By Thane Peterson
The Good Sharp handling, Formula-1-style speed and styling
The Bad High price, long waiting list to buy one
The Bottom Line If you've got the money, go for it!
The Ferrari F430 is definitely a guy thing. It's a ground-hugging, immensely powerful rear-engine two-seater heavily influenced by Formula 1 racing, which Ferrari has dominated over the last five years. Ferrari figures 98% of the buyers are men -- and not just any men, either. The typical Ferrari buyer earns more than $1 million annually, which is not surprising as the car sells for $180,785. Most owners have at least one other Ferrari out in their multicar garages, and many hit the racetrack on weekends so they can really experience the Ferrari's handling and speed.
Even at a quick glance, this car -- which is all new for the 2005 model year -- has speed written all over it. The front end is reminiscent of the famous snout-nosed 1961 Ferrari Formula 1 race car. There are big black-grilled air-intake vents on each side of the front end to cool the engine, and a third air intake in the center channels air under the chassis and helps keep the car from flying off the ground during rapid acceleration. Similarly styled air intakes on the car's flanks just behind the windows also mimic 1960s-era Formula 1 racers.
PADDLE-SHIFTING LIKE A PRO.
Then, there's the enormous, 483 horsepower engine, which is clearly visible through the long, sloping rear window. The rear window is also framed by air intakes, so it's almost as if the engine, which is topped by two huge, red air-intake manifolds, were being shown off in a department-store display case. (The engine sits in front of the rear axle, directly behind the seats, to get it as near as possible to the center of gravity and give the car stability).
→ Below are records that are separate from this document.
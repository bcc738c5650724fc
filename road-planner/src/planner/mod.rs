//! Road trip planner using greedy best-first search.
//!
//! This module implements the core route construction algorithm that
//! answers: "Driving at most this far each day, where do I stop each night
//! on the way from here to there?"
//!
//! Each day the planner moves to whichever city in range is closest to the
//! finish. It does not look for the shortest route and never backtracks.

mod config;
mod neighbors;
mod search;

pub use config::{ConfigError, PlannerConfig};
pub use neighbors::neighbors;
pub use search::{PlanError, RoutePlanner, RouteSearch, SearchStatus};
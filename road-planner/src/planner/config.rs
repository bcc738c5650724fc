//! Planner configuration.

/// Error returned when a configuration value is unusable.
#[derive(Debug, Clone, PartialEq, thiserror::Error)]
pub enum ConfigError {
    /// Daily distance must be a positive, finite number of kilometres
    #[error("maximum daily distance must be a positive number of km, got {0}")]
    InvalidDailyDistance(f64),
}

/// Configuration parameters for route planning.
#[derive(Debug, Clone)]
pub struct PlannerConfig {
    /// Maximum great-circle distance between consecutive stops (km).
    pub max_daily_km: f64,
}

impl PlannerConfig {
    /// Create a new configuration with the given daily distance.
    pub fn new(max_daily_km: f64) -> Self {
        Self { max_daily_km }
    }

    /// Check the configuration is usable for a nontrivial route.
    ///
    /// The planner itself accepts any value; a non-positive radius simply
    /// finds no neighbors. This is for rejecting bad user input early.
    pub fn validate(&self) -> Result<(), ConfigError> {
        if !self.max_daily_km.is_finite() || self.max_daily_km <= 0.0 {
            return Err(ConfigError::InvalidDailyDistance(self.max_daily_km));
        }
        Ok(())
    }
}

impl Default for PlannerConfig {
    fn default() -> Self {
        Self {
            max_daily_km: 200.0,
        }
    }
}
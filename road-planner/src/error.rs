//! Top-level application errors.
//!
//! Everything that can abort a planning run, gathered into one type so the
//! binary can report it uniformly.

use crate::database::{LoadError, LookupError};
use crate::planner::{ConfigError, PlanError};
use crate::render::RenderError;

/// Fatal errors for a planning run.
#[derive(Debug, thiserror::Error)]
pub enum AppError {
    #[error(transparent)]
    Config(#[from] ConfigError),

    #[error(transparent)]
    Load(#[from] LoadError),

    #[error(transparent)]
    Lookup(#[from] LookupError),

    #[error(transparent)]
    Plan(#[from] PlanError),

    #[error(transparent)]
    Render(#[from] RenderError),
}

#[cfg(test)]
mod tests {
    use super::*;

    #[test]
    fn messages_pass_through() {
        let err: AppError = LookupError::NotFound {
            query: "Atlantis, XX".into(),
        }
        .into();
        assert_eq!(
            err.to_string(),
            "query city \"Atlantis, XX\" not found in database"
        );

        let err: AppError = PlanError::RouteNotFound {
            stops: 4,
            name: "Elko".into(),
            region: "NV".into(),
        }
        .into();
        assert_eq!(
            err.to_string(),
            "no viable route after 4 stops, stuck at Elko, NV"
        );
    }
}
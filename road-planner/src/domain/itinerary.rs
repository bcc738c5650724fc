//! Multi-leg trips.
//!
//! An `Itinerary` chains routes through user-chosen intermediate stops.
//! Each leg is planned independently, so a city may appear in more than
//! one leg; within a leg, the route invariants still hold.

use super::{DomainError, Location, Route};

/// A trip made of one or more connected legs.
///
/// # Invariants
///
/// - At least one leg
/// - Each leg starts where the previous one finished
#[derive(Debug, Clone, PartialEq)]
pub struct Itinerary {
    legs: Vec<Route>,
}

impl Itinerary {
    /// Constructs an itinerary from legs, validating that they connect.
    pub fn new(legs: Vec<Route>) -> Result<Self, DomainError> {
        if legs.is_empty() {
            return Err(DomainError::EmptyItinerary);
        }

        for pair in legs.windows(2) {
            if pair[0].finish() != pair[1].start() {
                return Err(DomainError::LegsNotConnected(
                    pair[0].finish().to_string(),
                    pair[1].start().to_string(),
                ));
            }
        }

        Ok(Self { legs })
    }

    pub fn legs(&self) -> &[Route] {
        &self.legs
    }

    /// All stops in travel order, with each junction listed once.
    pub fn stops(&self) -> Vec<&Location> {
        let mut stops: Vec<&Location> = vec![self.legs[0].start()];
        for leg in &self.legs {
            stops.extend(leg.stops().iter().skip(1));
        }
        stops
    }

    /// Number of travel days across all legs.
    pub fn days(&self) -> usize {
        self.legs.iter().map(Route::days).sum()
    }

    /// Total great-circle distance covered, in kilometres.
    pub fn total_distance_km(&self) -> f64 {
        self.legs.iter().map(Route::total_distance_km).sum()
    }
}

impl From<Route> for Itinerary {
    fn from(route: Route) -> Self {
        Self { legs: vec![route] }
    }
}
//! Great-circle geometry on a spherical Earth.

use std::hash::{Hash, Hasher};

/// Radius of the sphere used for every distance calculation, in kilometres.
pub const EARTH_RADIUS_KM: f64 = 6373.0;

/// A point on the sphere.
///
/// Coordinates are stored in radians. Degrees only appear at the edges of
/// the system (database input, map exports), via [`GeoPoint::from_degrees`]
/// and [`GeoPoint::to_degrees`].
///
/// No range validation is performed: out-of-range or non-finite values are
/// carried through and surface as NaN or nonsense distances.
///
/// # Examples
///
/// ```
/// use road_planner::domain::GeoPoint;
///
/// let sf = GeoPoint::from_degrees(37.7749, -122.4194);
/// let la = GeoPoint::from_degrees(34.0522, -118.2437);
///
/// let d = sf.distance_km(&la);
/// assert!((d - 559.1).abs() < 1.0);
/// ```
#[derive(Debug, Clone, Copy)]
pub struct GeoPoint {
    latitude: f64,
    longitude: f64,
}

impl GeoPoint {
    /// Creates a point from coordinates already in radians.
    pub fn from_radians(latitude: f64, longitude: f64) -> Self {
        Self {
            latitude,
            longitude,
        }
    }

    /// Creates a point from coordinates in degrees.
    pub fn from_degrees(latitude: f64, longitude: f64) -> Self {
        Self::from_radians(latitude.to_radians(), longitude.to_radians())
    }

    /// Latitude in radians.
    pub fn latitude(&self) -> f64 {
        self.latitude
    }

    /// Longitude in radians.
    pub fn longitude(&self) -> f64 {
        self.longitude
    }

    /// Returns `(latitude, longitude)` in degrees.
    pub fn to_degrees(&self) -> (f64, f64) {
        (self.latitude.to_degrees(), self.longitude.to_degrees())
    }

    /// Great-circle distance to `other` in kilometres (haversine formula).
    pub fn distance_km(&self, other: &GeoPoint) -> f64 {
        let dlat = other.latitude - self.latitude;
        let dlon = other.longitude - self.longitude;

        let h = (dlat / 2.0).sin().powi(2)
            + self.latitude.cos() * other.latitude.cos() * (dlon / 2.0).sin().powi(2);
        let c = 2.0 * h.sqrt().atan2((1.0 - h).sqrt());

        EARTH_RADIUS_KM * c
    }
}

// Bitwise comparison keeps `Eq` and `Hash` consistent for floats.
impl PartialEq for GeoPoint {
    fn eq(&self, other: &Self) -> bool {
        self.latitude.to_bits() == other.latitude.to_bits()
            && self.longitude.to_bits() == other.longitude.to_bits()
    }
}

impl Eq for GeoPoint {}

impl Hash for GeoPoint {
    fn hash<H: Hasher>(&self, state: &mut H) {
        self.latitude.to_bits().hash(state);
        self.longitude.to_bits().hash(state);
    }
}

#[cfg(test)]
mod tests {
    use super::*;

    const EPS: f64 = 1e-9;

    #[test]
    fn distance_to_self_is_zero() {
        let p = GeoPoint::from_degrees(42.3601, -71.0589);
        assert!(p.distance_km(&p).abs() < EPS);
    }

    #[test]
    fn known_distance_san_francisco_boston() {
        let sf = GeoPoint::from_degrees(37.7749, -122.4194);
        let boston = GeoPoint::from_degrees(42.3601, -71.0589);

        // ~4335 km on a 6373 km sphere
        let d = sf.distance_km(&boston);
        assert!((d - 4335.0).abs() < 5.0, "got {d}");
    }

    #[test]
    fn quarter_meridian() {
        let equator = GeoPoint::from_degrees(0.0, 0.0);
        let pole = GeoPoint::from_degrees(90.0, 0.0);

        let expected = EARTH_RADIUS_KM * std::f64::consts::FRAC_PI_2;
        assert!((equator.distance_km(&pole) - expected).abs() < 1e-6);
    }

    #[test]
    fn antipodes_are_half_circumference_apart() {
        let a = GeoPoint::from_degrees(0.0, 0.0);
        let b = GeoPoint::from_degrees(0.0, 180.0);

        let expected = EARTH_RADIUS_KM * std::f64::consts::PI;
        assert!((a.distance_km(&b) - expected).abs() < 1e-6);
    }

    #[test]
    fn nan_input_propagates() {
        let a = GeoPoint::from_radians(f64::NAN, 0.0);
        let b = GeoPoint::from_radians(0.0, 0.0);
        assert!(a.distance_km(&b).is_nan());
    }

    #[test]
    fn stored_in_radians() {
        let p = GeoPoint::from_degrees(180.0, -90.0);
        assert!((p.latitude() - std::f64::consts::PI).abs() < EPS);
        assert!((p.longitude() + std::f64::consts::FRAC_PI_2).abs() < EPS);
    }

    #[test]
    fn equality_and_hash() {
        use std::collections::HashSet;

        let a = GeoPoint::from_degrees(10.0, 20.0);
        let b = GeoPoint::from_degrees(10.0, 20.0);
        let c = GeoPoint::from_degrees(10.0, 20.5);
        assert_eq!(a, b);
        assert_ne!(a, c);

        let mut set = HashSet::new();
        set.insert(a);
        assert!(set.contains(&b));
        assert!(!set.contains(&c));
    }
}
From the rear, the F430's look is dominated by four gigantic exhaust pipes all in a row, mirrored by the four bullet-style tail-lights above them.
This car will jump from zero to 60 in less than four seconds -- fast enough to rattle an average driver -- and tops out at nearly 200 mph. The steering is very sharp, and the model has the classic low-down, road-hugging feel of a race car. Handling is exceptional, even by supercar standards. Indeed, in their August issue, the editors of Car and Driver magazine faced off the F430 against rival speedsters, including a Lamborghini Gallardo, Ford GT, Porsche 911 Turbo, Mercedes-Benz SL65 AMG, and the Aston Martin DB9 -- and the Ferrari came out No. 1.
And as I discovered when I drove the F430 in and around Connecticut's Lime Rock Park racetrack on July 7, you can master the Ferrari's paddle-shifting system in a few minutes. To put the car in reverse, you push a button on the center console. Otherwise, you shift gears by manipulating paddle-shaped levers on either side of the steering wheel -- squeezing the one on the right to upshift and the one on the left to downshift.
There's no clutch, so even relative duffers used to automatic transmissions can quickly learn to shift like a pro. You don't even have to take your foot off the gas when shifting to a higher gear. You simply squeeze the paddle, and the system moves to the next gear in a microsecond.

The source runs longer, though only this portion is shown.